この世界の全ての言葉が分かる筈の渡り人でさえ、学習しなければ理解できない言語の一つだ。
精霊に語りかける為に用いられていたと伝えられるこの古い言葉を、その特殊性から精霊が我々とは一線を画す存在であることの証左として挙げるものも居る。
主に精神体としての存在である彼らは、明確な言語を持たないと言われているが、この精霊語こそが彼らの言語であったとされている。
あまり世に知られた言語ではない。
知っているのは神殿に属する者や、一部の精霊術士に限られるだろう。
通常精霊は、その好意を抱く対象としか係わり合いを持たないが、この言語にのみは反応する。
この言葉であれば、精霊を全く感じ取ることが出来ないものであっても、精霊に呼びかけることが出来るのだ。
出来ることなら、もっと早くに知りたかったものだが、私がこの言語を知ったのは、ハルディアさんに精霊術について学び始めてからの事だ。
長く伸びる重なり合う音韻に、始めのうちは気付かなかったが、語り掛けであることに気付くと同時にそれが精霊語であることに気がついた。
まだ学び始めで単語をいくつか聞き取るくらいしか出来ないが、それは精霊に顕現を希う請文であるとこは分かった。
蛇もどきが姿を現したのも、この呼びかけに答えてのことだろう。
精霊術士でなくとも、精霊に呼びかけが出来るその言葉を、精霊に愛されている人々が歌えばどうなるか、それはきっと、明言するまでもなく明らかだ。
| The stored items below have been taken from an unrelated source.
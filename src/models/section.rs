//! Transient document sections.

use super::HistoryEntry;

/// Entries grouped under one heading of the generated document.
///
/// Sections borrow their entries from the history and live only for the
/// duration of one markdown generation.
#[derive(Debug, Clone, PartialEq, Eq)]
pub struct Section<'a> {
    /// Heading text.
    pub name: String,
    /// Depth in the taxonomy; the heading uses `level + 2` hashes.
    pub level: usize,
    /// Entries in history order.
    pub entries: Vec<&'a HistoryEntry>,
}

impl<'a> Section<'a> {
    /// Creates a section.
    #[must_use]
    pub fn new(name: impl Into<String>, level: usize, entries: Vec<&'a HistoryEntry>) -> Self {
        Self {
            name: name.into(),
            level,
            entries,
        }
    }

    /// Returns `true` if no entries remain.
    #[must_use]
    pub fn is_empty(&self) -> bool {
        self.entries.is_empty()
    }
}
//! Shell completion command handler.

use clap::Command;
use clap_complete::Shell;

/// Completions command.
pub fn cmd_completions(shell: Shell, cmd: &mut Command) {
    let name = cmd.get_name().to_string();
    clap_complete::generate(shell, cmd, name, &mut std::io::stdout());
}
柔らかな音の波に浸っていると、それはやがて静かに始まった。
ぽつ、と一つ光が灯る。
二つ。
三つ。
ぽつりぽつりと、聖堂に光が集まり始めた。
五つめを数え始める頃からその数は加速度的に増えて行き。
一気に膨れ上がった光は、一瞬聖堂を埋め尽くしたと思ったら、消えた。
「っ!?」
思わず声が漏れそうになるのを抑える。
これがいつもどおりのことなのか、誰一人驚いている人はいない。
聖堂に溢れかえっていた精霊の姿はどこにもなく、ただ蛇もどきだけが私の傍に居た。
私が一人混乱している間に祈りの歌は終わり、集ってきた時とは違い、列を組んで神官たちが退出していく。
呆然とした思いでそれを見送っていると、気が付けばもうほとんど聖堂に人は居らず、ナイルに促され慌ててその場をあとにした。